The staff summon a bus. A bus for one to trundle me away from the gates. I am the lone passenger on the bus, with a single staff member to accompany me. I tell her how I have already missed a flight in another city today, I explain that I think my girlfriend may have left me, and I tell her that my career is pretty much over. I believe she sympathised. I arrive back where I started, the same tannoy apology reverberating on a loop. I grab my phone to relay the bad news to the PR people. It is out of battery. I rummage through my rucksack. My charger has fallen out during my sprint to the gate. I trudge off to buy another. I can assure you that all of this is, tragically, true.
It is now a dark and rainy evening. I am 16 hours of travelling into my day in an airport, a mere two-hour drive from where I rolled out of bed an eternity ago. I am beyond self-pity and in a state of comatose self-loathing. I feel like a man on death row for a crime he didn’t commit but resigned to the knowledge that he somehow deserved it anyway. Even the fact I haven’t eaten is subsumed by this new malaise of torpid inertia. Who do I know in Manchester?
Fellow Far Out writer Joe Taysom is my knight in shining armour. He agrees to meet me in a pub. I get the train into Manchester city centre and pop the pub into uber. A car miraculously arrives. As the city lights fade like stars into the blue sky in the rearview mirror, it dawns on me that there might be more than one Nags Head in Manchester. I am, indeed, heading to the wrong one. It’s just one of those days, I suppose.

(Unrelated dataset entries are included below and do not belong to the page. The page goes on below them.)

//! kube-rs implementation of the backend seam.

use anyhow::Context;
use async_trait::async_trait;
use base64::engine::general_purpose::STANDARD as BASE64;
use base64::Engine as _;
use caravel_core::{
    ApiError, Connection, EventKind, LabelSelector, Propagation, Resource, ResourceEvent,
};
use futures::StreamExt;
use kube::api::{Api, DeleteParams, ListParams, WatchEvent, WatchParams};
use kube::config::{KubeConfigOptions, Kubeconfig};
use kube::core::{ApiResource, DynamicObject};
use kube::discovery::{Discovery, Scope};
use kube::{Client, Config};
use tracing::{debug, warn};

use crate::backend::{ClusterBackend, EventStream, ResourceApi};
use crate::discovery::ResourceType;

/// Backend over a kube-rs [`Client`].
#[derive(Clone)]
pub struct KubeBackend {
    client: Client,
}

impl KubeBackend {
    pub fn new(client: Client) -> Self {
        Self { client }
    }

    /// Infer the connection from the environment (kubeconfig or in-cluster).
    pub async fn try_default() -> anyhow::Result<Self> {
        let client = Client::try_default()
            .await
            .context("building kube client from environment")?;
        Ok(Self { client })
    }

    /// Mint a client from an explicit [`Connection`]. The credential
    /// material rides through an in-memory kubeconfig; nothing touches disk.
    pub async fn connect(conn: &Connection) -> anyhow::Result<Self> {
        let mut cluster = serde_json::json!({ "server": conn.server });
        if conn.insecure {
            cluster["insecure-skip-tls-verify"] = serde_json::Value::Bool(true);
        }
        if let Some(path) = &conn.ca_file {
            cluster["certificate-authority"] = path.display().to_string().into();
        } else if let Some(data) = &conn.ca_data {
            cluster["certificate-authority-data"] = BASE64.encode(data).into();
        }

        let mut user = serde_json::json!({});
        if let Some(path) = &conn.client_cert_file {
            user["client-certificate"] = path.display().to_string().into();
        } else if let Some(data) = &conn.client_cert_data {
            user["client-certificate-data"] = BASE64.encode(data).into();
        }
        if let Some(path) = &conn.client_key_file {
            user["client-key"] = path.display().to_string().into();
        } else if let Some(data) = &conn.client_key_data {
            user["client-key-data"] = BASE64.encode(data).into();
        }
        if let Some(token) = &conn.bearer_token {
            user["token"] = token.clone().into();
        }
        if let Some(username) = &conn.username {
            user["username"] = username.clone().into();
        }
        if let Some(password) = &conn.password {
            user["password"] = password.clone().into();
        }

        let kubeconfig: Kubeconfig = serde_json::from_value(serde_json::json!({
            "apiVersion": "v1",
            "kind": "Config",
            "clusters": [{ "name": "caravel", "cluster": cluster }],
            "users": [{ "name": "caravel", "user": user }],
            "contexts": [{
                "name": "caravel",
                "context": { "cluster": "caravel", "user": "caravel" },
            }],
            "current-context": "caravel",
        }))
        .context("assembling kubeconfig from connection")?;

        let config = Config::from_custom_kubeconfig(kubeconfig, &KubeConfigOptions::default())
            .await
            .context("building client config")?;
        let client = Client::try_from(config).context("building kube client")?;
        Ok(Self { client })
    }

    /// Validate the connection by fetching the server version.
    pub async fn probe(&self) -> anyhow::Result<()> {
        let version = self
            .client
            .apiserver_version()
            .await
            .context("connection config invalid")?;
        debug!(version = %version.git_version, "API server reachable");
        Ok(())
    }
}

#[async_trait]
impl ClusterBackend for KubeBackend {
    async fn server_resources(&self) -> Result<Vec<ResourceType>, ApiError> {
        let discovery = Discovery::new(self.client.clone())
            .run()
            .await
            .map_err(|e| anyhow::Error::new(e).context("running API discovery"))?;
        let mut out = Vec::new();
        for group in discovery.groups() {
            // all versions, not only recommended, so legacy groups surface
            // alongside their stable successors
            for version in group.versions() {
                for (ar, caps) in group.versioned_resources(version) {
                    out.push(ResourceType {
                        group: ar.group.clone(),
                        version: ar.version.clone(),
                        kind: ar.kind.clone(),
                        plural: ar.plural.clone(),
                        namespaced: matches!(caps.scope, Scope::Namespaced),
                        verbs: caps.operations.clone(),
                    });
                }
            }
        }
        out.sort_by(|a, b| {
            a.group
                .cmp(&b.group)
                .then_with(|| a.version.cmp(&b.version))
                .then_with(|| a.kind.cmp(&b.kind))
        });
        debug!(types = out.len(), "API catalogue enumerated");
        Ok(out)
    }

    fn bind(&self, resource: &ResourceType, namespace: &str) -> Box<dyn ResourceApi> {
        let ar = ApiResource {
            group: resource.group.clone(),
            version: resource.version.clone(),
            api_version: resource.api_version(),
            kind: resource.kind.clone(),
            plural: resource.plural.clone(),
        };
        let api: Api<DynamicObject> = if resource.namespaced && !namespace.is_empty() {
            Api::namespaced_with(self.client.clone(), namespace, &ar)
        } else {
            Api::all_with(self.client.clone(), &ar)
        };
        Box::new(DynamicHandle { api, key: resource.gvk_key() })
    }
}

struct DynamicHandle {
    api: Api<DynamicObject>,
    key: String,
}

fn wrap(err: kube::Error) -> ApiError {
    match err {
        kube::Error::Api(ae) if ae.code == 404 => ApiError::NotFound,
        other => ApiError::Other(anyhow::Error::new(other)),
    }
}

fn to_resource(obj: &DynamicObject) -> Result<Resource, ApiError> {
    let raw = serde_json::to_value(obj)
        .map_err(|e| anyhow::Error::new(e).context("serializing object"))?;
    Ok(Resource(raw))
}

fn delete_params(propagation: Propagation) -> DeleteParams {
    match propagation {
        Propagation::Foreground => DeleteParams::foreground(),
        Propagation::Background => DeleteParams::background(),
        Propagation::Orphan => DeleteParams::orphan(),
    }
}

#[async_trait]
impl ResourceApi for DynamicHandle {
    async fn list(&self, selector: Option<&LabelSelector>) -> Result<Vec<Resource>, ApiError> {
        let mut lp = ListParams::default();
        if let Some(sel) = selector {
            lp = lp.labels(&sel.to_query());
        }
        let list = self.api.list(&lp).await.map_err(wrap)?;
        list.items.iter().map(to_resource).collect()
    }

    async fn watch(&self, label_selector: &str) -> Result<EventStream, ApiError> {
        let wp = WatchParams::default().labels(label_selector);
        let stream = self.api.watch(&wp, "0").await.map_err(wrap)?;
        let key = self.key.clone();
        let events = stream.filter_map(move |event| {
            let key = key.clone();
            async move {
                match event {
                    Ok(WatchEvent::Added(o)) => to_event(EventKind::Added, &o),
                    Ok(WatchEvent::Modified(o)) => to_event(EventKind::Modified, &o),
                    Ok(WatchEvent::Deleted(o)) => to_event(EventKind::Deleted, &o),
                    Ok(WatchEvent::Bookmark(_)) => None,
                    Ok(WatchEvent::Error(e)) => {
                        warn!(gvk = %key, code = e.code, message = %e.message, "error event on watch");
                        None
                    }
                    Err(e) => {
                        warn!(gvk = %key, error = %e, "watch stream error");
                        None
                    }
                }
            }
        });
        Ok(Box::pin(events))
    }

    async fn get(&self, name: &str) -> Result<Resource, ApiError> {
        let obj = self.api.get(name).await.map_err(wrap)?;
        to_resource(&obj)
    }

    async fn delete(&self, name: &str, propagation: Propagation) -> Result<(), ApiError> {
        let dp = delete_params(propagation);
        self.api.delete(name, &dp).await.map(|_| ()).map_err(wrap)
    }

    async fn delete_collection(
        &self,
        selector: &LabelSelector,
        propagation: Propagation,
    ) -> Result<(), ApiError> {
        let dp = delete_params(propagation);
        let lp = ListParams::default().labels(&selector.to_query());
        self.api
            .delete_collection(&dp, &lp)
            .await
            .map(|_| ())
            .map_err(wrap)
    }
}

fn to_event(kind: EventKind, obj: &DynamicObject) -> Option<ResourceEvent> {
    match serde_json::to_value(obj) {
        Ok(raw) => Some(ResourceEvent { kind, resource: Resource(raw) }),
        Err(e) => {
            warn!(error = %e, "dropping unserializable watch event");
            None
        }
    }
}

When I eventually arrive, I am once again surprised by Joe’s deceptive height. This is a good pub, and I love a good pub, but never before has one seemed so soothing. We unpack the shit pickle I have found myself lodged in, and I discover a truth that would’ve been hard to acknowledge without a pint: the great concession of the universe is that at least our tragedies make up our repertoire of anecdotes.
The next day, I am on a train back to Newcastle, and a call comes through on my phone; it’s more bad news from nowhere. Oh well, I suppose there’s no such thing as a free lunch.